Si l'on tient compte de l'appel à projet lancé par le gouvernement (environ 40 millions, ndlr), il n'y a pas véritablement de fonds. Les acteurs qui gravitent autour de l'IA en France sont de taille petite ou intermédiaire (à l'exception de Mistral, ndlr). En termes d'estimation, le modèle Bloom coûte environ 800 mille euros pour simplement réaliser le run final. Avec l'ensemble des ajustements, il faut compter entre 1 et 1,5 million pour l'apprentissage, et uniquement pour du langage. Cette problématique budgétaire fait partie de nos discussions. Faut-il mieux développer un modèle de texte directement ou un modèle multimodal ? Concrètement, les moyens distribués par l'Etat ne sont pas suffisants. Actuellement, je tente de structurer le projet avec un acteur économique - comme Mistral - ou un mode de coopération qui nous permettrait de tenir financièrement. Quoi qu'il en soit, nous allons très probablement structurer une société. Nous allons ouvrir le capital, y compris aux organismes de recherche publique. Désormais, des acteurs publics tels que l'Inria ou le CNRS peuvent entrer dans le capital des sociétés.
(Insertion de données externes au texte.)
use std::io::Write;

use log::debug;
use tokio::runtime::Builder;

use nats_ws_gateway::config::Settings;
use nats_ws_gateway::gateway::Gateway;
use nats_ws_gateway::server::run_server;

fn print_usage_and_exit(arg0: String) {
    eprintln!(
        "Usage: {arg0} [--threads/-t N] [--listen/-l ADDR] [--tls] [--trace] <nats server address>"
    );
    std::process::exit(1);
}

fn main() {
    env_logger::builder()
        .format(|buf, record| {
            let timestamp = buf.timestamp();
            let level_style = buf.default_level_style(record.level());
            // Relayed wire bytes end up in trace output; keep it printable.
            let sanitized_args = format!("{}", record.args())
                .chars()
                .map(|c| {
                    if c.is_ascii_graphic() || c == ' ' {
                        c
                    } else {
                        '?'
                    }
                })
                .collect::<String>();

            writeln!(
                buf,
                "[{} {level_style}{}{level_style:#} {}] {}",
                timestamp,
                record.level(),
                record.target(),
                sanitized_args
            )
        })
        .init();

    let mut args: Vec<String> = std::env::args().collect();
    let arg0 = args.remove(0);
    let mut num_threads = 0usize;
    let mut listen_addr = "127.0.0.1:8910".to_string();
    let mut enable_tls = false;
    let mut trace = false;

    while !args.is_empty() && args[0].starts_with('-') {
        if args[0] == "--threads" || args[0] == "-t" {
            args.remove(0);
            if args.is_empty() {
                eprintln!("Missing threads argument.");
                print_usage_and_exit(arg0);
                return;
            }
            num_threads = match args.remove(0).parse::<usize>() {
                Ok(n) => n,
                Err(e) => {
                    eprintln!("Invalid thread count: {e}");
                    print_usage_and_exit(arg0);
                    return;
                }
            };
        } else if args[0] == "--listen" || args[0] == "-l" {
            args.remove(0);
            if args.is_empty() {
                eprintln!("Missing listen address.");
                print_usage_and_exit(arg0);
                return;
            }
            listen_addr = args.remove(0);
        } else if args[0] == "--tls" {
            args.remove(0);
            enable_tls = true;
        } else if args[0] == "--trace" {
            args.remove(0);
            trace = true;
        } else {
            eprintln!("Invalid argument: {}", args[0]);
            print_usage_and_exit(arg0);
            return;
        }
    }

    if args.len() != 1 {
        print_usage_and_exit(arg0);
        return;
    }
    let nats_addr = args.remove(0);

    if num_threads == 0 {
        num_threads = std::cmp::max(
            2,
            std::thread::available_parallelism()
                .map(|n| n.get())
                .unwrap_or(1),
        );
        debug!("Runtime threads: {num_threads}");
    } else {
        println!("Using custom thread count ({num_threads})");
    }

    let mut builder = if num_threads == 1 {
        Builder::new_current_thread()
    } else {
        let mut mt = Builder::new_multi_thread();
        mt.worker_threads(num_threads);
        mt
    };

    let runtime = builder
        .enable_io()
        .enable_time()
        .build()
        .expect("Could not build tokio runtime");

    runtime.block_on(async move {
        let mut settings = Settings::new(nats_addr);
        settings.enable_tls = enable_tls;
        settings.trace = trace;

        let gateway = Gateway::new(settings, None);

        println!("Starting websocket gateway at {listen_addr}");

        if let Err(e) = run_server(&listen_addr, gateway).await {
            eprintln!("Server failed: {e}");
            std::process::exit(1);
        }
    });
}
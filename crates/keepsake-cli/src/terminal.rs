//! Terminal rendering of the view surface and ambient playback.

use std::io::{self, Write};

use keepsake_core::error::DomainError;
use keepsake_core::media::AmbientPlayback;
use keepsake_core::view::{Element, Region, StepId, ViewSurface};
use tracing::{info, trace};

/// View surface that prints to a line-oriented writer.
///
/// Typed text is streamed: each write prints only the characters added
/// since the previous one. The first I/O error is kept and every later
/// write is skipped until [`TerminalSurface::take_error`] collects it.
#[derive(Debug)]
pub struct TerminalSurface<W> {
    out: W,
    typing: Option<(Region, usize)>,
    error: Option<io::Error>,
}

impl<W: Write> TerminalSurface<W> {
    /// Wraps a writer.
    pub fn new(out: W) -> Self {
        Self {
            out,
            typing: None,
            error: None,
        }
    }

    /// Prints a line outside the presentation's own output.
    pub fn notice(&mut self, message: &str) {
        self.line(message);
    }

    /// Returns the first write error, if any, and clears it.
    pub fn take_error(&mut self) -> Option<io::Error> {
        self.error.take()
    }

    /// The wrapped writer.
    pub fn writer(&self) -> &W {
        &self.out
    }

    fn emit(&mut self, text: &str, newline: bool) {
        if self.error.is_some() {
            return;
        }
        let result = if newline {
            writeln!(self.out, "{text}")
        } else {
            write!(self.out, "{text}")
        }
        .and_then(|()| self.out.flush());
        if let Err(e) = result {
            self.error = Some(e);
        }
    }

    /// Prints a full line, closing any typed line first.
    fn line(&mut self, text: &str) {
        if self.typing.take().is_some() {
            self.emit("", true);
        }
        self.emit(text, true);
    }
}

impl<W: Write> ViewSurface for TerminalSurface<W> {
    fn show(&mut self, step: StepId) {
        self.line("");
        self.line(&format!("== {step} =="));
    }

    fn hide(&mut self, step: StepId) {
        trace!(%step, "hidden");
    }

    fn set_active(&mut self, step: StepId, active: bool) {
        trace!(%step, active, "activity changed");
    }

    fn flush_layout(&mut self, step: StepId) {
        trace!(%step, "layout flushed");
    }

    fn write_text(&mut self, region: Region, text: &str) {
        let shown = match self.typing {
            Some((current, shown)) if current == region => shown,
            _ => {
                if self.typing.take().is_some() {
                    self.emit("", true);
                }
                0
            }
        };
        let total = text.chars().count();
        if total < shown {
            // The region was cleared; start a fresh line.
            self.emit("", true);
            self.typing = Some((region, 0));
            self.write_text(region, text);
            return;
        }
        let added: String = text.chars().skip(shown).collect();
        self.emit(&added, false);
        self.typing = Some((region, total));
    }

    fn reveal(&mut self, element: Element) {
        let hint = match element {
            Element::StartButton => "[start]",
            Element::TimelineContinue | Element::ChatContinue => "[continue]",
            Element::Envelope => "[an envelope: open]",
            Element::FinishButton => "[finish]",
            Element::IntroLine(_) | Element::MomentDisplay | Element::FinalMessage => return,
        };
        self.line(hint);
    }

    fn conceal(&mut self, element: Element) {
        trace!(%element, "concealed");
    }

    fn present_options(&mut self, _step: StepId, prompt: &str, options: &[String]) {
        self.line(prompt);
        for (i, option) in options.iter().enumerate() {
            self.line(&format!("  {}) {option}   [choose {}]", i + 1, i + 1));
        }
    }

    fn render_points(&mut self, count: usize) {
        self.line(&format!("{count} moments   [point 1..{count}]"));
    }

    fn set_point_active(&mut self, index: usize, active: bool) {
        trace!(point = index + 1, active, "timeline point toggled");
    }

    fn display_moment(&mut self, caption: &str, image: &str) {
        self.line(&format!("* {caption}  ({image})"));
    }

    fn clear_bubbles(&mut self) {
        trace!("chat log cleared");
    }

    fn append_bubble(&mut self, text: &str) {
        self.line(&format!("  > {text}"));
    }

    fn collapse_envelope(&mut self) {
        self.line("(the envelope opens)");
    }

    fn acknowledge(&mut self, message: &str) {
        self.line(message);
    }

    fn reset(&mut self) {
        self.typing = None;
        self.line("");
    }
}

/// Ambient playback of the terminal: there is no soundtrack, so it only
/// reports whether one would be playing.
#[derive(Debug, Clone, Copy, Default)]
pub struct TerminalPlayback {
    muted: bool,
}

impl TerminalPlayback {
    /// Playback that is refused when `muted` is set.
    #[must_use]
    pub fn new(muted: bool) -> Self {
        Self { muted }
    }
}

impl AmbientPlayback for TerminalPlayback {
    fn play(&mut self) -> Result<(), DomainError> {
        if self.muted {
            return Err(DomainError::MediaPlaybackDenied(
                "muted by configuration".to_owned(),
            ));
        }
        info!("ambient playback started");
        Ok(())
    }
}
Comment convaincre les entreprises d'utiliser un modèle d'IA open source alors qu'elles utilisent en majorité des technologies d'IA américaines propriétaires ?
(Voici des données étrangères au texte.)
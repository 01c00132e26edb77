//! User inputs accepted by the presentation.

use keepsake_core::command::Command;
use serde::{Deserialize, Serialize};
use uuid::Uuid;

/// A discrete user action.
#[derive(Debug, Clone, Copy, PartialEq, Eq, Serialize, Deserialize)]
#[serde(rename_all = "snake_case")]
pub enum UserInput {
    /// Press "start" at the end of the intro.
    Start,
    /// Pick an option at a choice step.
    Choose {
        /// Zero-based option index.
        option: usize,
    },
    /// Click a timeline point.
    SelectMoment {
        /// Zero-based moment index.
        index: usize,
    },
    /// Press "continue" on the timeline or the chat.
    Continue,
    /// Click the envelope.
    OpenEnvelope,
    /// Press "finish" after the final message.
    Finish,
    /// Start over from the first step.
    Replay,
    /// Keep the ending on screen.
    Freeze,
}

impl UserInput {
    /// Stable snake-case name.
    #[must_use]
    pub fn name(&self) -> &'static str {
        match self {
            Self::Start => "start",
            Self::Choose { .. } => "choose",
            Self::SelectMoment { .. } => "select_moment",
            Self::Continue => "continue",
            Self::OpenEnvelope => "open_envelope",
            Self::Finish => "finish",
            Self::Replay => "replay",
            Self::Freeze => "freeze",
        }
    }
}

/// A user input tagged for tracing.
#[derive(Debug, Clone)]
pub struct Interaction {
    /// The correlation ID for tracing.
    pub correlation_id: Uuid,
    /// What the user did.
    pub input: UserInput,
}

impl Interaction {
    /// Wraps an input with a fresh correlation ID.
    #[must_use]
    pub fn new(input: UserInput) -> Self {
        Self {
            correlation_id: Uuid::new_v4(),
            input,
        }
    }
}

impl Command for Interaction {
    fn command_type(&self) -> &'static str {
        self.input.name()
    }

    fn correlation_id(&self) -> Uuid {
        self.correlation_id
    }
}
//! The presentation aggregate: current-step state and the step transition
//! controller.
//!
//! Every deferred effect goes through one [`Scheduler`]. A transition leaves
//! the current step (canceling whatever its activation scheduled), then a
//! single transition sequence hides the old view after the fade-out and
//! shows the target after the enter delay. While that sequence is in flight
//! further transition requests are absorbed, so each activation runs its
//! initializer exactly once.

use std::collections::BTreeSet;
use std::sync::Arc;

use keepsake_core::clock::Clock;
use keepsake_core::error::DomainError;
use keepsake_core::event::EventMetadata;
use keepsake_core::media::AmbientPlayback;
use keepsake_core::view::{Element, Region, StepId, ViewSurface, Visibility};
use keepsake_sequencer::{
    Millis, RevealStep, Scheduler, SequenceId, StaggeredReveal, TypingStep, Typewriter,
};
use tracing::{debug, info, instrument, trace, warn};
use uuid::Uuid;

use super::commands::{Interaction, UserInput};
use super::cues::Cue;
use super::events::{PresentationEvent, PresentationEventKind};
use super::pacing::Pacing;
use super::script::Script;

const STEP_COUNT: usize = StepId::ALL.len();

/// Outcome of a transition request.
#[derive(Debug, Clone, Copy, PartialEq, Eq)]
pub enum Transition {
    /// The transition was scheduled.
    Started,
    /// Another transition is still running; the request was ignored.
    AlreadyInFlight,
}

/// The aggregate root for one presentation run.
pub struct Presentation<V, P> {
    /// Aggregate identifier.
    pub id: Uuid,
    pub(crate) script: Script,
    pub(crate) pacing: Pacing,
    pub(crate) surface: V,
    playback: P,
    clock: Arc<dyn Clock>,
    pub(crate) scheduler: Scheduler<Cue>,
    pub(crate) typewriter: Typewriter<Region, Cue>,
    pub(crate) reveals: StaggeredReveal<Region, Cue>,
    visibility: [Visibility; STEP_COUNT],
    current: Option<StepId>,
    in_flight: Option<StepId>,
    /// Running sequence of the current activation; follow-ups land on it.
    activation: Option<SequenceId>,
    /// Every sequence the current activation started.
    pub(crate) owned: Vec<SequenceId>,
    revealed: BTreeSet<Element>,
    pub(crate) active_moment: Option<usize>,
    pub(crate) envelope_opened: bool,
    ambient_started: bool,
    visits: [usize; STEP_COUNT],
    correlation_id: Uuid,
    /// Current version (committed event count).
    version: i64,
    /// Events recorded since the last [`Presentation::take_events`].
    uncommitted_events: Vec<PresentationEvent>,
}
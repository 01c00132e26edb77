//! Domain model of the presentation.

pub mod aggregates;
pub mod commands;
pub mod cues;
pub mod events;
mod initializers;
pub mod pacing;
pub mod script;
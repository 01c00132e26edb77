//! Step initializers and the effects they schedule.
//!
//! Each initializer runs once per activation and only touches its own
//! step's regions. Follow-ups land on the activation sequence, so leaving
//! the step silences them.

use keepsake_core::error::DomainError;
use keepsake_core::media::AmbientPlayback;
use keepsake_core::view::{Element, Region, StepId, ViewSurface};
use tracing::debug;

use super::aggregates::Presentation;
use super::cues::Cue;
use super::events::PresentationEventKind;

impl<V, P> Presentation<V, P>
where
    V: ViewSurface,
    P: AmbientPlayback,
{
    pub(crate) fn initialize(&mut self, step: StepId) -> Result<(), DomainError> {
        match step {
            StepId::Intro => self.start_intro_line(0)?,
            StepId::Question | StepId::Reflection => {
                if let Some(prompt) = self.script.prompt(step) {
                    self.surface
                        .present_options(step, &prompt.prompt, &prompt.options);
                }
            }
            StepId::Timeline => self.init_timeline(),
            StepId::Chat => self.init_chat()?,
            StepId::Envelope => self.init_envelope(),
            StepId::Ending => {}
        }
        Ok(())
    }

    /// Types intro line `line`, or schedules the start affordance once
    /// every line is done.
    pub(crate) fn start_intro_line(&mut self, line: usize) -> Result<(), DomainError> {
        let Some(text) = self.script.intro_lines.get(line).cloned() else {
            self.after(
                self.pacing.intro_affordance_delay_ms,
                Cue::RevealElement(Element::StartButton),
            );
            return Ok(());
        };
        self.reveal_element(Element::IntroLine(line));
        self.typewriter.start(
            &mut self.scheduler,
            Region::IntroLine(line),
            &text,
            self.pacing.typing_cadence_ms,
            Cue::IntroLineTyped(line),
        )?;
        Ok(())
    }

    pub(crate) fn intro_line_typed(&mut self, line: usize) {
        self.record(PresentationEventKind::IntroLineTyped { line });
        if line + 1 < self.script.intro_lines.len() {
            self.after(self.pacing.intro_line_pause_ms, Cue::StartIntroLine(line + 1));
        } else {
            self.after(
                self.pacing.intro_affordance_delay_ms,
                Cue::RevealElement(Element::StartButton),
            );
        }
    }

    fn init_timeline(&mut self) {
        self.active_moment = None;
        self.surface.render_points(self.script.moments.len());
        self.conceal_element(Element::MomentDisplay);
        self.conceal_element(Element::TimelineContinue);
        self.after(self.pacing.timeline_autoselect_ms, Cue::SelectMoment(0));
    }

    /// Makes moment `index` the only active point and displays it.
    ///
    /// # Errors
    ///
    /// Returns `DomainError::InvalidInput` if `index` is out of range.
    pub(crate) fn select_moment(&mut self, index: usize) -> Result<(), DomainError> {
        let count = self.script.moments.len();
        let Some(moment) = self.script.moments.get(index).cloned() else {
            return Err(DomainError::InvalidInput(format!(
                "moment {index} out of range, the timeline has {count}"
            )));
        };
        if let Some(previous) = self.active_moment.replace(index) {
            if previous != index {
                self.surface.set_point_active(previous, false);
            }
        }
        self.surface.set_point_active(index, true);
        self.surface.display_moment(&moment.caption, &moment.image);
        self.reveal_element(Element::MomentDisplay);
        self.record(PresentationEventKind::MomentSelected { index });
        if index + 1 == count {
            self.reveal_element(Element::TimelineContinue);
        }
        Ok(())
    }

    fn init_chat(&mut self) -> Result<(), DomainError> {
        self.conceal_element(Element::ChatContinue);
        self.reveals.reveal_all(
            &mut self.scheduler,
            Region::ChatLog,
            self.script.chat_messages.len(),
            self.pacing.chat_timing(),
            Cue::RevealElement(Element::ChatContinue),
        )?;
        Ok(())
    }

    pub(crate) fn render_bubble(&mut self, index: usize) {
        let Some(message) = self.script.chat_messages.get(index) else {
            return;
        };
        self.surface.append_bubble(message);
        self.record(PresentationEventKind::ChatBubbleRendered { index });
    }

    fn init_envelope(&mut self) {
        self.envelope_opened = false;
        self.conceal_element(Element::FinalMessage);
        self.conceal_element(Element::FinishButton);
        self.reveal_element(Element::Envelope);
    }

    /// Opens the envelope once; later clicks are ignored.
    pub(crate) fn open_envelope(&mut self) {
        if self.envelope_opened {
            debug!("envelope already opened, click ignored");
            return;
        }
        self.envelope_opened = true;
        self.surface.collapse_envelope();
        self.record(PresentationEventKind::EnvelopeOpened);

        let message_at = self.pacing.envelope_message_delay_ms;
        let finish_at = message_at.saturating_add(self.pacing.envelope_finish_delay_ms);
        let sequence = self.scheduler.spawn([
            (message_at, Cue::ShowFinalMessage),
            (finish_at, Cue::RevealElement(Element::FinishButton)),
        ]);
        self.owned.push(sequence);
    }

    pub(crate) fn show_final_message(&mut self) {
        self.conceal_element(Element::Envelope);
        self.surface
            .write_text(Region::FinalMessage, &self.script.final_message);
        self.reveal_element(Element::FinalMessage);
        self.record(PresentationEventKind::FinalMessageRevealed);
    }
}
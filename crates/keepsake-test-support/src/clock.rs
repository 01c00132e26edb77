//! Test clock — deterministic `Clock` implementation for tests.

use chrono::{DateTime, TimeZone, Utc};
use keepsake_core::clock::Clock;

/// A clock that always returns a fixed point in time.
#[derive(Debug, Clone, Copy)]
pub struct FixedClock(pub DateTime<Utc>);

impl Default for FixedClock {
    /// 2026-02-14 20:00:00 UTC.
    fn default() -> Self {
        Self(Utc.timestamp_opt(1_771_099_200, 0).single().unwrap_or_default())
    }
}

impl Clock for FixedClock {
    fn now(&self) -> DateTime<Utc> {
        self.0
    }
}
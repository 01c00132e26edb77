//! Clock abstraction for determinism.
//!
//! This is wall-clock time, used only to stamp journal events. Presentation
//! pacing runs on the sequencer's virtual clock instead.

use chrono::{DateTime, Utc};

/// Abstraction over system time for deterministic behavior.
pub trait Clock: Send + Sync {
    /// Returns the current time.
    fn now(&self) -> DateTime<Utc>;
}

/// Production clock that delegates to the system clock.
#[derive(Debug, Clone, Copy)]
pub struct SystemClock;

impl Clock for SystemClock {
    fn now(&self) -> DateTime<Utc> {
        Utc::now()
    }
}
Il y a deux aspects fondamentaux : l'innovation et la régulation. En ce qui concerne les modèles de langage de grande taille, nous sommes déjà dans la phase suivante. Si nous considérons EDF R&D, je doute que cette entreprise veuille mettre sa base de connaissances à la disposition de ChatGPT et d'OpenAI. Nous passerons inévitablement par la case de l'apprentissage fédéré, avec un modèle de base maîtrisé. L'objectif est de disposer de capacités d'ajustement fin afin que les entreprises puissent entraîner leurs propres données dans un environnement maîtrisé et sécurisé. En ce qui concerne la régulation, le Data Act a été adopté. L'IA Act est en cours de rédaction. Ce dernier texte - s'il est voté en l'état - obligera les modèles de langage fonctionnant en Europe à utiliser des données d'apprentissage open source. Mécaniquement, un certain nombre d'acteurs seront exclus. Personnellement, je mise davantage sur l'innovation que sur la régulation. Même s'ils ne sont ni souverains ni dits de confiance, et dès lors qu'ils sont adoptés par le plus grand nombre, les outils d'IA sont utilisés massivement.

Quelles sont les prochaines échéances pour OpenLLM ?
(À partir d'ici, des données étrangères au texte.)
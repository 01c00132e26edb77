//! Configuration read from the environment.

use keepsake_presentation::domain::pacing::Pacing;
use keepsake_presentation::domain::script::Script;

use crate::error::AppError;

/// Names script YAML file; the built-in script is used when unset.
pub const SCRIPT_VAR: &str = "KEEPSAKE_SCRIPT";
/// Names a pacing YAML file; default pacing is used when unset.
pub const PACING_VAR: &str = "KEEPSAKE_PACING";
/// Multiplies every delay.
pub const TIME_SCALE_VAR: &str = "KEEPSAKE_TIME_SCALE";
/// Denies ambient playback.
pub const MUTE_VAR: &str = "KEEPSAKE_MUTE";
/// Switches log output to JSON.
pub const LOG_JSON_VAR: &str = "KEEPSAKE_LOG_JSON";

/// Everything the binary needs to start a presentation.
#[derive(Debug, Clone)]
pub struct Config {
    /// Presentation content.
    pub script: Script,
    /// Delays, already multiplied by the time scale.
    pub pacing: Pacing,
    /// Whether ambient playback is refused.
    pub mute: bool,
    /// Whether logs are written as JSON.
    pub log_json: bool,
}

impl Config {
    /// Reads the configuration from the process environment.
    ///
    /// # Errors
    ///
    /// Returns `AppError` if a variable is invalid or a referenced file
    /// cannot be read or parsed.
    pub fn from_env() -> Result<Self, AppError> {
        Self::from_lookup(|name| std::env::var(name).ok())
    }

    /// Reads the configuration through `lookup`.
    ///
    /// # Errors
    ///
    /// Returns `AppError` if a variable is invalid or a referenced file
    /// cannot be read or parsed.
    pub fn from_lookup(lookup: impl Fn(&str) -> Option<String>) -> Result<Self, AppError> {
        let script = match lookup(SCRIPT_VAR) {
            Some(path) => Script::from_yaml(&read(path)?)?,
            None => Script::default(),
        };
        let pacing = match lookup(PACING_VAR) {
            Some(path) => Pacing::from_yaml(&read(path)?)?,
            None => Pacing::default(),
        };
        let pacing = match lookup(TIME_SCALE_VAR) {
            Some(raw) => {
                let factor: f64 = raw.trim().parse().map_err(|e| {
                    AppError::Config(format!("{TIME_SCALE_VAR} must be a number: {e}"))
                })?;
                pacing.scaled(factor)?
            }
            None => pacing,
        };

        Ok(Self {
            script,
            pacing,
            mute: is_set(lookup(MUTE_VAR)),
            log_json: is_set(lookup(LOG_JSON_VAR)),
        })
    }
}

fn read(path: String) -> Result<String, AppError> {
    std::fs::read_to_string(&path).map_err(|source| AppError::ReadFile { path, source })
}

/// Flags count as set unless empty, `0` or `false`.
fn is_set(value: Option<String>) -> bool {
    value.is_some_and(|v| {
        let v = v.trim();
        !(v.is_empty() || v == "0" || v.eq_ignore_ascii_case("false"))
    })
}
//! Scenario tests for step transitions.

mod common;

use keepsake_core::view::{Element, Region, StepId, Visibility};
use keepsake_presentation::domain::aggregates::Transition;
use keepsake_presentation::domain::commands::{Interaction, UserInput};
use keepsake_presentation::domain::events::PresentationEventKind;
use keepsake_presentation::domain::script::Script;
use keepsake_test_support::{ScriptedPlayback, SurfaceCall};

use common::{build, drive_to, press, settle, times_of};

#[test]
fn test_walks_the_whole_path_once() {
    let mut presentation = build(Script::default(), ScriptedPlayback::allowing());

    drive_to(&mut presentation, StepId::Ending);
    settle(&mut presentation);

    for step in StepId::ALL {
        assert_eq!(presentation.visits(step), 1, "{step}");
        let expected = if step == StepId::Ending {
            Visibility::Active
        } else {
            Visibility::Hidden
        };
        assert_eq!(presentation.visibility(step), expected, "{step}");
    }
    assert_eq!(presentation.pending_timers(), 0);
}

#[test]
fn test_double_choice_runs_next_initializer_once() {
    // Arrange
    let mut presentation = build(Script::default(), ScriptedPlayback::allowing());
    drive_to(&mut presentation, StepId::Question);

    // Act
    press(&mut presentation, UserInput::Choose { option: 0 });
    press(&mut presentation, UserInput::Choose { option: 1 });
    settle(&mut presentation);

    // Assert
    assert_eq!(presentation.visits(StepId::Timeline), 1);
    assert_eq!(
        presentation.surface().count(&SurfaceCall::RenderPoints(4)),
        1
    );
    let chosen = times_of(&presentation, |k| {
        matches!(k, PresentationEventKind::OptionChosen { .. })
    });
    assert_eq!(chosen.len(), 1);
}

#[test]
fn test_go_to_twice_in_rapid_succession_enters_once() {
    let mut presentation = build(Script::default(), ScriptedPlayback::allowing());
    presentation.begin().unwrap();

    let first = presentation.go_to(StepId::Question).unwrap();
    let second = presentation.go_to(StepId::Question).unwrap();
    settle(&mut presentation);

    assert_eq!(first, Transition::Started);
    assert_eq!(second, Transition::AlreadyInFlight);
    assert_eq!(presentation.visits(StepId::Question), 1);
}

#[test]
fn test_leaving_intro_mid_typing_silences_its_timers() {
    // Arrange
    let mut presentation = build(Script::default(), ScriptedPlayback::allowing());
    presentation.begin().unwrap();
    presentation.advance_to(120).unwrap();
    let typed = presentation
        .surface()
        .text(Region::IntroLine(0))
        .map(str::to_owned);

    // Act
    presentation.go_to(StepId::Question).unwrap();
    settle(&mut presentation);

    // Assert
    assert_eq!(
        presentation.surface().text(Region::IntroLine(0)).map(str::to_owned),
        typed
    );
    assert!(times_of(&presentation, |k| matches!(
        k,
        PresentationEventKind::IntroLineTyped { .. }
    ))
    .is_empty());
    assert!(!presentation.is_revealed(Element::StartButton));
    assert_eq!(presentation.current_step(), Some(StepId::Question));
}

#[test]
fn test_leaving_timeline_before_autoselect_never_selects() {
    let mut presentation = build(Script::default(), ScriptedPlayback::allowing());
    drive_to(&mut presentation, StepId::Timeline);

    presentation.go_to(StepId::Chat).unwrap();
    settle(&mut presentation);

    assert_eq!(presentation.active_moment(), None);
    assert!(presentation.surface().active_points().is_empty());
    assert!(times_of(&presentation, |k| matches!(
        k,
        PresentationEventKind::MomentSelected { .. }
    ))
    .is_empty());
}

#[test]
fn test_playback_denial_does_not_block_intro_to_question() {
    // Arrange
    let mut presentation = build(
        Script::default(),
        ScriptedPlayback::denying("autoplay blocked"),
    );
    presentation.begin().unwrap();
    settle(&mut presentation);
    presentation.take_events();

    // Act
    press(&mut presentation, UserInput::Start);
    settle(&mut presentation);

    // Assert
    assert_eq!(presentation.current_step(), Some(StepId::Question));
    assert_eq!(presentation.playback().attempts(), 1);
    assert!(matches!(
        &presentation.uncommitted_events()[0].kind,
        PresentationEventKind::AmbientPlaybackDenied { reason } if reason.contains("autoplay blocked")
    ));
}

#[test]
fn test_inputs_during_transition_are_ignored() {
    let mut presentation = build(Script::default(), ScriptedPlayback::allowing());
    drive_to(&mut presentation, StepId::Reflection);
    press(&mut presentation, UserInput::Choose { option: 0 });

    // Not valid at the envelope either, but absorbed while in flight.
    press(&mut presentation, UserInput::Replay);

    assert_eq!(presentation.in_flight(), Some(StepId::Envelope));
}

#[test]
fn test_input_for_another_step_is_rejected() {
    let mut presentation = build(Script::default(), ScriptedPlayback::allowing());
    drive_to(&mut presentation, StepId::Chat);

    let result = presentation.handle(&Interaction::new(UserInput::SelectMoment { index: 0 }));

    assert!(result.is_err());
    assert_eq!(presentation.current_step(), Some(StepId::Chat));
    assert_eq!(presentation.in_flight(), None);
}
Nous allons très certainement organiser un hackathon sur deux ou trois jours à la rentrée. Pour le moment, nous sommes en train de définir nos spécifications de manière collaborative avec tous les acteurs au sein du serveur Discord, de façon transparente et publique. L'idée du hackathon est de pouvoir matérialiser les différentes étapes sur une feuille de route stratégique et de lancer les travaux en les répartissant. Nous travaillons également à structurer le groupe sous la forme d'une entreprise pour soutenir la poursuite des travaux. On attend également des réponses du côté de Mistral dans le but d'une éventuelle collaboration. Nous envisageons de constituer un consortium pour répondre à l'appel à projet qui a été lancé par la BPI et la DGE sur les IA génératives, avec une approche la plus large possible.

"La grande inconnue de notre côté, c'est Mistral"

Nous nous posons la question d'une coopération. Il y a certainement pas mal de choses que l'on peut mettre en commun, sur les cas d'usage et sur la distribution de l'innovation. Dans les prochaines semaines, j'ai plusieurs réunions très importantes. Je vais prochainement rencontrer la Direction interministérielle du numérique. La grande inconnue de notre côté, c'est Mistral. Je passe par différents canaux pour avoir un échange avec l'équipe fondatrice pour savoir exactement ce qu'ils veulent faire. Qu'est-ce qu'ils appellent un modèle open source ? Nous essayons de voir si on peut coopérer avec eux. L'idée c'est d'être dans un domaine de coopération et d'élargissement de cette communauté. Le but n'est pas de refaire deux fois le même travail. Nous n'en avons ni les moyens, ni le temps.